Sammy might have been the most talented runner in the field, but it didn’t look like this would be his day.
However, the temperature on race day was far warmer than expected. Sammy has a reputation for flourishing in the heat. At the Beijing Games, on a day reaching 86 degrees, Sammy not only won gold, but he also set an Olympic record. In Chicago, the Kenyan raised eyebrows when he kept up with the lead pack. When he made it a two-man race by Mile 23 with Tsegaye Kebede of Ethiopia — the man who won the London race Sammy failed to finish — he impressed the gloomiest of naysayers. But even Sammy’s biggest supporters couldn’t predict what came next.

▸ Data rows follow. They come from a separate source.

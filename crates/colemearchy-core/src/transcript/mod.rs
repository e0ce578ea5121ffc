//! Transcript segmentation.
//!
//! Turns timed caption fragments into a normalized full text, a furthest-extent
//! duration, and sentence-respecting chunks bounded by a maximum size, plus
//! evenly spaced "key moments" for summaries.

mod chunk;
mod moments;
mod process;
mod types;

pub use chunk::{chunk_text, split_sentences};
pub use moments::{extract_key_moments, format_timestamp, KeyMoment};
pub use process::{
    full_text, has_timestamps, process_transcript, process_transcript_with, total_duration,
};
pub use types::{ProcessedTranscript, TranscriptFragment};

/// Default maximum chunk size in characters.
pub const DEFAULT_MAX_CHUNK_SIZE: usize = 4000;
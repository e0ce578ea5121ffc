//! Small text helpers used around posts: truncation, markdown/HTML stripping,
//! slugs, tags and reading-time estimates.

pub mod reading_time;
pub mod slug;
mod string;
pub mod tags;

pub use reading_time::{calculate_reading_time, format_reading_time};
pub use slug::{generate_slug, generate_unique_slug};
pub use string::{
    capitalize_first, extract_text_from_markdown, is_valid_url, pluralize, strip_html, truncate,
};
pub use tags::{tags_to_array, tags_to_string};
use colemearchy_core::logging;

mod cli;

use crate::cli::CliCommand;

#[tokio::main]
async fn main() {
    // File logging under the XDG state dir; stderr if that is not writable.
    if let Err(err) = logging::init_logging() {
        logging::init_logging_stderr();
        tracing::warn!("file logging unavailable, using stderr: {:#}", err);
    }

    if let Err(err) = CliCommand::run_from_args().await {
        eprintln!("colemearchy error: {:#}", err);
        std::process::exit(1);
    }
}
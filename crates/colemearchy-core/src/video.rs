//! YouTube URL helpers: video IDs, thumbnail URLs and description parsing.

use regex::Regex;
use std::sync::OnceLock;

const THUMBNAIL_BASE: &str = "https://img.youtube.com/vi";
const MAX_DESCRIPTION_TAGS: usize = 5;
const DESCRIPTION_EXCERPT_CHARS: usize = 200;

fn bare_id_regex() -> &'static Regex {
    static BARE_ID_REGEX: OnceLock<Regex> = OnceLock::new();
    BARE_ID_REGEX
        .get_or_init(|| Regex::new(r"^[a-zA-Z0-9_-]{11}$").expect("Failed to compile video ID regex"))
}

fn url_id_regexes() -> &'static [Regex; 2] {
    static URL_ID_REGEXES: OnceLock<[Regex; 2]> = OnceLock::new();
    URL_ID_REGEXES.get_or_init(|| {
        [
            Regex::new(
                r"(?:youtube\.com/watch\?v=|youtu\.be/|youtube\.com/embed/)([a-zA-Z0-9_-]{11})",
            )
            .expect("Failed to compile watch URL regex"),
            Regex::new(r"youtube\.com/watch\?.*&v=([a-zA-Z0-9_-]{11})")
                .expect("Failed to compile watch query regex"),
        ]
    })
}

fn thumbnail_path_regex() -> &'static Regex {
    static THUMBNAIL_PATH_REGEX: OnceLock<Regex> = OnceLock::new();
    THUMBNAIL_PATH_REGEX.get_or_init(|| {
        Regex::new(r"/vi/([a-zA-Z0-9_-]{11})/").expect("Failed to compile thumbnail path regex")
    })
}

fn hashtag_regex() -> &'static Regex {
    static HASHTAG_REGEX: OnceLock<Regex> = OnceLock::new();
    HASHTAG_REGEX.get_or_init(|| Regex::new(r"#[0-9A-Za-z_]+").expect("Failed to compile hashtag regex"))
}

fn bare_url_regex() -> &'static Regex {
    static BARE_URL_REGEX: OnceLock<Regex> = OnceLock::new();
    BARE_URL_REGEX.get_or_init(|| Regex::new(r"(https?://[^\s]+)").expect("Failed to compile URL regex"))
}

/// Extracts the 11-character video ID from a bare ID or a watch/short/embed URL.
pub fn extract_video_id(input: &str) -> Option<String> {
    if input.is_empty() {
        return None;
    }
    if bare_id_regex().is_match(input) {
        return Some(input.to_string());
    }
    url_id_regexes()
        .iter()
        .find_map(|re| re.captures(input))
        .and_then(|c| c.get(1))
        .map(|m| m.as_str().to_string())
}

/// Thumbnail sizes served by the image CDN, largest first.
#[derive(Debug, Clone, Copy, PartialEq, Eq)]
pub enum ThumbnailQuality {
    /// 1280x720, not always available.
    MaxRes,
    /// 640x480, not always available.
    Sd,
    /// 480x360.
    Hq,
    /// 320x180.
    Mq,
    /// 120x90.
    Default,
}

impl ThumbnailQuality {
    pub fn as_str(self) -> &'static str {
        match self {
            ThumbnailQuality::MaxRes => "maxresdefault",
            ThumbnailQuality::Sd => "sddefault",
            ThumbnailQuality::Hq => "hqdefault",
            ThumbnailQuality::Mq => "mqdefault",
            ThumbnailQuality::Default => "default",
        }
    }
}

pub fn thumbnail_url(video_id: &str, quality: ThumbnailQuality) -> String {
    format!("{}/{}/{}.jpg", THUMBNAIL_BASE, video_id, quality.as_str())
}

#[derive(Debug, Clone, PartialEq, Eq)]
pub struct ThumbnailUrls {
    pub primary: String,
    pub fallbacks: Vec<String>,
}

/// Max-res thumbnail with progressively smaller fallbacks.
pub fn thumbnail_urls(video_id: &str) -> ThumbnailUrls {
    ThumbnailUrls {
        primary: thumbnail_url(video_id, ThumbnailQuality::MaxRes),
        fallbacks: [ThumbnailQuality::Hq, ThumbnailQuality::Mq, ThumbnailQuality::Default]
            .into_iter()
            .map(|q| thumbnail_url(video_id, q))
            .collect(),
    }
}

/// Rewrites any `/vi/{id}/` thumbnail URL to its hq variant; other URLs pass through.
pub fn normalize_thumbnail_url(url: Option<&str>) -> Option<String> {
    let url = url.filter(|u| !u.is_empty())?;
    match thumbnail_path_regex().captures(url).and_then(|c| c.get(1)) {
        Some(id) => Some(thumbnail_url(id.as_str(), ThumbnailQuality::Hq)),
        None => Some(url.to_string()),
    }
}

/// Blog-ready pieces of a video description.
#[derive(Debug, Clone, PartialEq, Eq)]
pub struct DescriptionContent {
    pub excerpt: String,
    pub content: String,
    pub hashtags: Vec<String>,
}

pub fn extract_content_from_description(description: &str) -> DescriptionContent {
    let hashtags = hashtag_regex()
        .find_iter(description)
        .map(|m| m.as_str()[1..].to_string())
        .take(MAX_DESCRIPTION_TAGS)
        .collect();

    let excerpt = description
        .lines()
        .filter(|l| !l.trim().is_empty())
        .take(3)
        .collect::<Vec<_>>()
        .join(" ")
        .chars()
        .take(DESCRIPTION_EXCERPT_CHARS)
        .collect();

    let content = bare_url_regex()
        .replace_all(description, "[${1}](${1})")
        .into_owned();

    DescriptionContent {
        excerpt,
        content,
        hashtags,
    }
}
//! `colemearchy reading-time` – estimate reading time of a markdown file.

use anyhow::{Context, Result};
use colemearchy_core::text::{calculate_reading_time, format_reading_time};
use std::path::Path;

pub async fn run_reading_time(path: &Path, words_per_minute: u32) -> Result<()> {
    let content = tokio::fs::read_to_string(path)
        .await
        .with_context(|| format!("read {}", path.display()))?;
    let minutes = calculate_reading_time(&content, words_per_minute);
    println!("{}", format_reading_time(minutes));
    Ok(())
}
//! CLI parse tests.

use super::{Cli, CliCommand};
use clap::Parser;

pub(super) fn parse(args: &[&str]) -> CliCommand {
    let cli = Cli::try_parse_from(args).unwrap();
    cli.command
}
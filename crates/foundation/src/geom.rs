//! Screen-space geometry primitives.
//!
//! All values are in CSS pixels with the origin at the top-left corner of the
//! viewport; `y` grows downward.

#[cfg(feature = "serde")]
use serde::{Deserialize, Serialize};

/// A position on screen.
#[derive(Debug, Copy, Clone, PartialEq, Default)]
#[cfg_attr(feature = "serde", derive(Serialize, Deserialize))]
pub struct ScreenPoint {
    pub x: f64,
    pub y: f64,
}

impl ScreenPoint {
    pub const fn new(x: f64, y: f64) -> Self {
        Self { x, y }
    }

    pub fn offset(self, dx: f64, dy: f64) -> Self {
        Self::new(self.x + dx, self.y + dy)
    }

    pub fn distance_squared(self, other: Self) -> f64 {
        let dx = self.x - other.x;
        let dy = self.y - other.y;
        dx * dx + dy * dy
    }

    pub fn is_finite(self) -> bool {
        self.x.is_finite() && self.y.is_finite()
    }
}

/// A width/height pair (viewport or overlay box size).
#[derive(Debug, Copy, Clone, PartialEq, Default)]
#[cfg_attr(feature = "serde", derive(Serialize, Deserialize))]
pub struct Extent {
    pub w: f64,
    pub h: f64,
}

impl Extent {
    pub const fn new(w: f64, h: f64) -> Self {
        Self { w, h }
    }

    /// Negative or non-finite dimensions collapse to zero.
    pub fn sanitized(self) -> Self {
        let fix = |v: f64| if v.is_finite() { v.max(0.0) } else { 0.0 };
        Self::new(fix(self.w), fix(self.h))
    }

    pub fn is_empty(&self) -> bool {
        self.w <= 0.0 || self.h <= 0.0
    }

    /// Whether `point` lies inside `[0, w] x [0, h]`.
    pub fn contains(&self, point: ScreenPoint) -> bool {
        point.x >= 0.0 && point.y >= 0.0 && point.x <= self.w && point.y <= self.h
    }
}
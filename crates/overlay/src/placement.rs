use foundation::geom::{Extent, ScreenPoint};
use serde::{Deserialize, Serialize};

pub const DEFAULT_OFFSET: f64 = 24.0;
pub const DEFAULT_MARGIN: f64 = 16.0;
pub const DEFAULT_CHROME_BAND: f64 = 80.0;

/// Spacing rules for overlay placement, in pixels.
#[derive(Debug, Copy, Clone, PartialEq, Serialize, Deserialize)]
#[serde(default)]
pub struct PlacementRules {
    /// Gap between the anchor and the box corner nearest to it.
    pub offset: f64,
    /// Minimum distance between the box and every viewport edge.
    pub margin: f64,
    /// Height of the reserved band at the top of the viewport (header/nav).
    pub chrome_band: f64,
}

impl Default for PlacementRules {
    fn default() -> Self {
        Self {
            offset: DEFAULT_OFFSET,
            margin: DEFAULT_MARGIN,
            chrome_band: DEFAULT_CHROME_BAND,
        }
    }
}

/// Top-left corner of an overlay box.
///
/// `flipped_horizontally` is set when the box sits left of its anchor, so the
/// presentation layer can mirror the pointer decoration.
#[derive(Debug, Copy, Clone, PartialEq, Serialize)]
pub struct Placement {
    pub x: f64,
    pub y: f64,
    pub flipped_horizontally: bool,
}

/// Positions a `size` box next to `anchor` inside `viewport`.
///
/// The box goes down-right of the anchor by default; it flips left when it
/// would cross the right margin and up when it would cross the bottom margin.
/// It never rises into the chrome band.
///
/// Postcondition, whenever the box fits (`size.w <= viewport.w - 2*margin`,
/// `size.h <= viewport.h - chrome_band - 2*margin`):
/// - `x` in `[margin, viewport.w - size.w - margin]`
/// - `y` in `[chrome_band + margin, viewport.h - size.h - margin]`
///
/// A box that does not fit is pinned to the left/top bounds.
pub fn place(anchor: ScreenPoint, viewport: Extent, size: Extent, rules: &PlacementRules) -> Placement {
    let viewport = viewport.sanitized();
    let size = size.sanitized();
    let offset = non_negative(rules.offset);
    let margin = non_negative(rules.margin);
    let top = non_negative(rules.chrome_band) + margin;
    let ax = finite_or_zero(anchor.x);
    let ay = finite_or_zero(anchor.y);

    let mut x = ax + offset;
    let mut y = ay + offset;
    let mut flipped_horizontally = false;

    if x + size.w + margin > viewport.w {
        x = ax - size.w - offset;
        flipped_horizontally = true;
        if x < margin {
            x = margin;
        }
    }

    if y + size.h + margin > viewport.h {
        y = ay - size.h - offset;
    }
    if y < top {
        y = top;
    }

    // Anchors outside the viewport can still land past the far edges.
    let max_x = (viewport.w - size.w - margin).max(margin);
    let max_y = (viewport.h - size.h - margin).max(top);

    Placement {
        x: x.clamp(margin, max_x),
        y: y.clamp(top, max_y),
        flipped_horizontally,
    }
}

fn finite_or_zero(v: f64) -> f64 {
    if v.is_finite() { v } else { 0.0 }
}

fn non_negative(v: f64) -> f64 {
    finite_or_zero(v).max(0.0)
}
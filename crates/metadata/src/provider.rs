use std::collections::BTreeMap;
use std::sync::Arc;

use foundation::ids::EntityKey;
use futures_util::FutureExt;
pub use futures_util::future::BoxFuture;

use crate::descriptor::Descriptor;
use crate::error::FetchError;

/// Source of entity reference data (a remote directory service, a fixture
/// table, ...).
///
/// The returned future must not borrow the provider so the cache can run it
/// as a detached task. Timeouts are the provider's concern.
pub trait DataProvider: Send + Sync {
    fn fetch(&self, key: EntityKey) -> BoxFuture<'static, Result<Descriptor, FetchError>>;
}

impl<P: DataProvider + ?Sized> DataProvider for Arc<P> {
    fn fetch(&self, key: EntityKey) -> BoxFuture<'static, Result<Descriptor, FetchError>> {
        (**self).fetch(key)
    }
}

/// In-memory provider backed by a fixed descriptor table.
#[derive(Debug, Clone, Default)]
pub struct StaticDirectory {
    entries: Arc<BTreeMap<EntityKey, Descriptor>>,
}

impl StaticDirectory {
    pub fn new(descriptors: impl IntoIterator<Item = Descriptor>) -> Self {
        let entries = descriptors
            .into_iter()
            .map(|d| (d.key.clone(), d))
            .collect::<BTreeMap<_, _>>();
        Self {
            entries: Arc::new(entries),
        }
    }

    /// Loads a JSON array of descriptors.
    pub fn from_json(json: &str) -> Result<Self, FetchError> {
        let descriptors: Vec<Descriptor> = serde_json::from_str(json)?;
        Ok(Self::new(descriptors))
    }

    pub fn len(&self) -> usize {
        self.entries.len()
    }

    pub fn is_empty(&self) -> bool {
        self.entries.is_empty()
    }
}

impl DataProvider for StaticDirectory {
    fn fetch(&self, key: EntityKey) -> BoxFuture<'static, Result<Descriptor, FetchError>> {
        let result = self
            .entries
            .get(&key)
            .cloned()
            .ok_or(FetchError::NotFound { key });
        futures_util::future::ready(result).boxed()
    }
}
use std::sync::Arc;

use foundation::geom::ScreenPoint;
use foundation::ids::EntityKey;
use foundation::time::Millis;
use runtime::throttle::Throttle;
use tracing::{debug, trace};

use crate::registry::{Entity, EntityRegistry};
use crate::renderer::Renderer;

/// Default pick interval: one pick per ~60 Hz frame.
pub const DEFAULT_PICK_INTERVAL_MS: u64 = 16;

#[derive(Debug, Copy, Clone, PartialEq)]
pub struct PointerSample {
    pub at: ScreenPoint,
    pub timestamp: Millis,
}

/// Normalized interaction intent derived from raw pointer input.
#[derive(Debug, Clone, PartialEq)]
pub enum PickIntent {
    /// The entity under the cursor changed (`None`: nothing under the cursor).
    /// `at` is the pointer position the pick was made at.
    HoverChanged { entity: Option<Entity>, at: ScreenPoint },
    PinRequested { entity: Entity, at: ScreenPoint },
}

/// Turns raw pointer/click events into [`PickIntent`]s.
///
/// - Pointer moves are throttled to one pick per interval, collapsing bursts to
///   the latest sample. A sample parked by the throttle is released by
///   [`PickController::tick`].
/// - Clicks are never throttled.
/// - Until [`PickController::set_ready`] is called, all input is ignored.
/// - `pinned` suppresses hover picking entirely.
#[derive(Debug)]
pub struct PickController {
    registry: Arc<EntityRegistry>,
    throttle: Throttle<PointerSample>,
    ready: bool,
    hovered: Option<EntityKey>,
    picks: u64,
}

impl PickController {
    pub fn new(registry: Arc<EntityRegistry>, interval_ms: u64) -> Self {
        Self {
            registry,
            throttle: Throttle::new(interval_ms),
            ready: false,
            hovered: None,
            picks: 0,
        }
    }

    pub fn registry(&self) -> &EntityRegistry {
        &self.registry
    }

    pub fn is_ready(&self) -> bool {
        self.ready
    }

    pub fn set_ready(&mut self) {
        if !self.ready {
            debug!("renderer ready; accepting pointer input");
        }
        self.ready = true;
    }

    /// Key of the entity the last hover pick resolved to.
    pub fn hovered(&self) -> Option<&EntityKey> {
        self.hovered.as_ref()
    }

    /// Forgets the hovered entity so the next hover pick reports a change even
    /// if it lands on the same entity again.
    pub fn clear_hover(&mut self) {
        self.hovered = None;
    }

    /// Number of renderer picks performed so far (hover and click).
    pub fn pick_count(&self) -> u64 {
        self.picks
    }

    pub fn has_pending_sample(&self) -> bool {
        self.throttle.has_pending()
    }

    pub fn handle_pointer_move<R: Renderer>(
        &mut self,
        renderer: &R,
        sample: PointerSample,
        pinned: bool,
    ) -> Option<PickIntent> {
        if !self.ready {
            return None;
        }
        if pinned {
            self.throttle.cancel();
            return None;
        }
        let sample = self.throttle.offer(sample.timestamp, sample)?;
        self.hover_pick(renderer, sample.at)
    }

    /// Releases a collapsed pointer sample whose throttle window has elapsed.
    pub fn tick<R: Renderer>(&mut self, renderer: &R, now: Millis, pinned: bool) -> Option<PickIntent> {
        if !self.ready {
            return None;
        }
        if pinned {
            self.throttle.cancel();
            return None;
        }
        let sample = self.throttle.poll(now)?;
        self.hover_pick(renderer, sample.at)
    }

    /// Picks at the click position.
    ///
    /// A hit always yields `PinRequested`, whatever the current mode. A miss is
    /// a no-op: dismissing a pin takes an explicit close.
    pub fn handle_click<R: Renderer>(&mut self, renderer: &R, at: ScreenPoint) -> Option<PickIntent> {
        if !self.ready {
            return None;
        }
        let entity = self.pick_entity(renderer, at)?;
        // The click outranks any hover sample still parked for this frame.
        self.throttle.cancel();
        self.hovered = None;
        Some(PickIntent::PinRequested { entity, at })
    }

    fn hover_pick<R: Renderer>(&mut self, renderer: &R, at: ScreenPoint) -> Option<PickIntent> {
        let entity = self.pick_entity(renderer, at);
        let key = entity.as_ref().map(|e| e.key.clone());
        if key == self.hovered {
            return None;
        }
        trace!(from = ?self.hovered, to = ?key, "hover changed");
        self.hovered = key;
        Some(PickIntent::HoverChanged { entity, at })
    }

    fn pick_entity<R: Renderer>(&mut self, renderer: &R, at: ScreenPoint) -> Option<Entity> {
        self.picks += 1;
        let label = match renderer.pick(at) {
            Ok(label) => label?,
            Err(err) => {
                trace!(%err, "pick failed; treating as empty");
                return None;
            }
        };
        let entity = self.registry.resolve(&label);
        if entity.is_none() {
            debug!(label = %label, "renderer returned an unknown entity");
        }
        entity.cloned()
    }
}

Despite visible pain, Sammy made it a duel with Kebede. One would surge ahead, then the other, and both seemed to be moving at close to a sprint. In the final half-mile, Sammy pulled away, steaming ahead in a kick that turned Kebede into nothing more than a memory. Sammy broke through the red ribbon at the finish line with a toothy grin cutting across his face, his arms spread as if they were wings, and his index fingers raised to sign “no. 1.” Time: 2:06.23 — faster than in Beijing. His manager, Federico Rosa, called it “the greatest marathon race I have ever seen, and the biggest surprise. It was a total shock.”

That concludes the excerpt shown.